During the Great Migration of 1914-1918, many rural Americans from South headed to the industrial North for employment opportunities. Among the many new mass congregations in American industrial cities, was a Harlem, New York City, a convergence of African-Americans from all over the country.
Harlem was essentially a Jewish neighborhood, until the black community settled here and in some parts of Chicago and Washington D.C, in the early decades of 1900. It went on to become the most influential African-American neighborhood in the 1920s.
Jean Toomer, Claude McKay, Zora Neale Hurston, Langston Hughes and James Johnson were acclaimed authors who grew in importance nationally. Their works pertaining to production of fictional work, art, magazines and newspapers demanding equality and humanitarian rights became tremendously popular nationwide.
The Harlem Renaissance showed the entire world that these people who were once thought of as slaves: people who could not think for themselves, could not be educated and were not allowed equal rights were now making significant contributions to societies all over the world in all facets of education, literature, the arts, and culture.
The movement embraced more than literature: it included race-building and image-building, jazz poeticcs, progressive or socialist politics, racial integration, the musical and sexual freedom of Harlem nightlife, and the pursuit of hedonism.
Sterling Brown, a lesser-known Renaissance writer, has identified five themes animating the movement: 1) Africa as a source of race pride, 2) black American heroes, 3) racial political propaganda, 4) the black folk tradition, and 5) candid self-revelation.
Nobody could have anticipated the Great Depression, but the renaissance was shattered by it because of naive assumptions about the centrality of culture, unrelated to economic and social realities. They were comrades in this innocence with many white intellectuals of the time.
No aspect of the Harlem Renaissance shaped America and the entire world as much as jazz. Jazz flouted many musical conventions with its syncopated rhythms and improvised instrumental solos.
Harlem's Cotton Club boasted the talents of Duke Ellington.
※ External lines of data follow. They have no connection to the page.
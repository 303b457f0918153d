// SPDX-License-Identifier: AGPL-3.0-or-later
// Copyright (C) 2012-2025 Andrei Maltsev

use std::sync::Arc;

use anyhow::{Context, Result};
use async_trait::async_trait;
use frond::{
    app,
    cfg::{cli::resolve_config_path, config::Config, logger::init_logger},
    chanrpc::{Arg, Args, Function},
    codec::{JsonProcessor, msg_id},
    console::Console,
    gate::{self, Gate},
    module::{App, Module, Skeleton},
};
use serde::{Deserialize, Serialize};
use tokio_util::sync::CancellationToken;
use tracing::info;

/// Demo wire message: the client says hello, the server greets back.
#[derive(Serialize, Deserialize, Clone, Debug)]
struct Hello {
    name: String,
}

#[derive(Default)]
struct GameState {
    greeted: u64,
}

/// Minimal game-style module: counts greetings and answers each one.
struct Game {
    skeleton: Skeleton<GameState>,
    state: GameState,
}

impl Game {
    fn new(cfg: &Config) -> Self {
        let mut skeleton = cfg.channels.skeleton().build::<GameState>();

        skeleton.register(
            msg_id::<Hello>(),
            Function::no_ret(|state: &mut GameState, mut args: Args| {
                let Some(ud) = args.pop() else { return };
                let Some(msg) = args.pop() else { return };
                let Ok(hello) = msg.downcast::<Hello>() else {
                    return;
                };
                let Some(agent) = gate::agent_arg(&ud) else {
                    return;
                };

                state.greeted += 1;
                agent.write_msg(&Hello {
                    name: format!("hello, {}", hello.name),
                });
            }),
        );

        skeleton.register_command(
            "status",
            Function::one_ret(|state: &mut GameState, _args: Args| {
                Box::new(format!("greeted {} players", state.greeted)) as Arg
            }),
        );

        Self {
            skeleton,
            state: GameState::default(),
        }
    }
}

#[async_trait]
impl Module for Game {
    fn on_init(&mut self) {
        info!("game module ready");
    }

    async fn run(&mut self, close: CancellationToken) {
        self.skeleton.run(&mut self.state, close).await;
    }
}

#[tokio::main]
async fn main() -> Result<()> {
    let _log_guard = init_logger("demos/config_logger.yaml")?;

    let cfg = resolve_config_path("demos/config.yaml")
        .and_then(Config::load_from_file)
        .context("failed to resolve or load config")?;

    let game = Game::new(&cfg);

    let mut processor = JsonProcessor::new();
    processor.register::<Hello>();
    processor.set_router::<Hello>(game.skeleton.sender());

    let gate = Gate {
        addr: cfg.gate.addr.clone(),
        max_conn_num: cfg.gate.max_conn_num,
        pending_write_num: cfg.gate.pending_write_num,
        codec: cfg.gate.frame.codec()?,
        processor: Arc::new(processor),
        agent_rpc: None,
    };

    let console = Console::new(cfg.console.port, cfg.console.prompt.clone()).command(
        "status",
        "greeting totals",
        game.skeleton.command_sender(),
    );

    let mut app = App::new();
    app.register("game", Box::new(game));
    app.register("gate", Box::new(gate));
    app.register("console", Box::new(console));

    app::serve(&mut app).await
}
Singers such as Bessie Smith and Billie Holiday popularized blues and jazz vocals. Jelly Roll Morton and Louis Armstrong drew huge audiences as white Americans as well as African Americans caught jazz fever.
For aspiring African-American writers in the 1920s, Harlem was the place to be. Never before in America had there been such a creative environment for black poets, playwrights, novelists, essayists, artists, and musicians. While blacks in other cities faced race riots, many in Harlem were able to thrive in a supportive community.